Chairman Mistry Forecasts Challenging 2 Years for Tata Steel

Tata Steel Ltd., India’s biggest producer, forecast the next two years will be “challenging” because of a slowing local economy and a global supply glut. The shares fell to their lowest in more than four years.

“The overhang of the economic crisis and significant overcapacity in regions like Europe and China continues to stress global capacity utilization and the demand supply balance,” Chairman Cyrus Mistry said in the company’s annual report published today. “The Indian economy has slowed down in the last 12 months and some of the sectors including the automotive and capital goods have been faced with a demand slowdown that is unlikely to turn around quickly.”

Tata Steel, whose European unit accounts for two-thirds of its total output, and other European steelmakers such as ArcelorMittal and ThyssenKrupp AG reported a quarterly loss in three months ended March 31 as Europe’s economic crisis sapped demand and slower Chinese growth weighed on commodity prices. Tata Steel wrote down $1.6 billion of mostly overseas asset values, including $1.35 billion for Europe, in the period.

Europe has about 210 million metric tons of annual steelmaking capacity, while demand in a “normal market” is 150 million to 160 million tons, according to industry lobby group Eurofer. Steel use in the European Union fell 9.3 percent in 2012 and is expected to contract a further 0.5 percent this year, Tata Steel said in the report. Demand may increase 3.3 percent in 2014 to 144.1 million tons, it said.

Tata Steel shares fell 3.3 percent to 243.20 rupees in Mumbai, the lowest since April 29, 2009. The benchmark Sensitive Index climbed 0.5 percent.

Falling Demand

Steel demand is 30 percent lower than the pre-2008 financial crisis levels and the outlook for the euro area continues to be depressed, Mistry said. Hot-rolled steel coil, a benchmark product used in automobiles and buildings, declined 11 percent to an average price of 477 euros ($627) a ton this year from the previous 12 months, according to Bloomberg calculations based on data from Metal Bulletin.

“Tata Steel Europe’s margins could decline sequentially over the next few quarters as a sharp fall in European steel prices could impact realizations with a lag,” Bank of America Merrill Lynch analyst Bhaskar Basu said today in a report. “A weaker Indian rupee would amplify Tata Steel Europe’s losses and also increase consolidated debt.”

Rising Debt

Net debt at Tata Steel, which has 62 percent of its borrowings in foreign currency, may increase to 632 billion rupees ($11 billion) in the year ending March 31 from 554 billion rupees the previous year, according to the Bank of America Merrill Lynch report. A weaker rupee may increase debt by 21.8 billion rupees, it said.

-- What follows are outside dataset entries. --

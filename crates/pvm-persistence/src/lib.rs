//! Watermark timer scheduling (spec §4.3/§5): asset counters carry a
//! persisted `watermark_deadline`, but nothing re-evaluates that counter
//! once the deadline passes unless some other event for the same job
//! happens to arrive later. This crate owns the active side of that
//! contract — a `tokio::time::sleep`-backed task per outstanding counter
//! that nudges the counter's terminal check the moment its deadline
//! elapses, and a reconstruction pass that rebuilds those tasks from the
//! persisted deadlines on process start, since the tasks themselves don't
//! survive a restart.

pub mod scheduler;

pub use scheduler::{WatermarkScheduler, WatermarkSink};
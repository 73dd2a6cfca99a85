//! Wire topics this crate touches (spec §6). Duplicated rather than
//! imported from `pvm-phase` — the two crates share no dependency edge,
//! by design, so neither's compile depends on the other's domain model.

pub const MATCH_REQUEST: &str = "match.request";
pub const MATCH_RESULT: &str = "match.result";
pub const MATCHINGS_PROCESS_COMPLETED: &str = "matchings.process.completed";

The rupee, which fell to a record 61.2125 against the dollar on July 8, has declined 8.5 percent since April 1.

European car sales slumped to a two-decade low in June, while a report yesterday showed investor confidence in Germany, Europe’s largest economy, unexpectedly declined in July, adding to signs the region is struggling to emerge from recession.

In the last fiscal year, Tata Steel added 2.9 million tons of capacity to its main plant in India, enhancing its total capacity by almost a third to 9.7 million tons. The company is in the process of building a 6 million ton-factory in the eastern state of Odisha, with half the capacity planned for the first phase.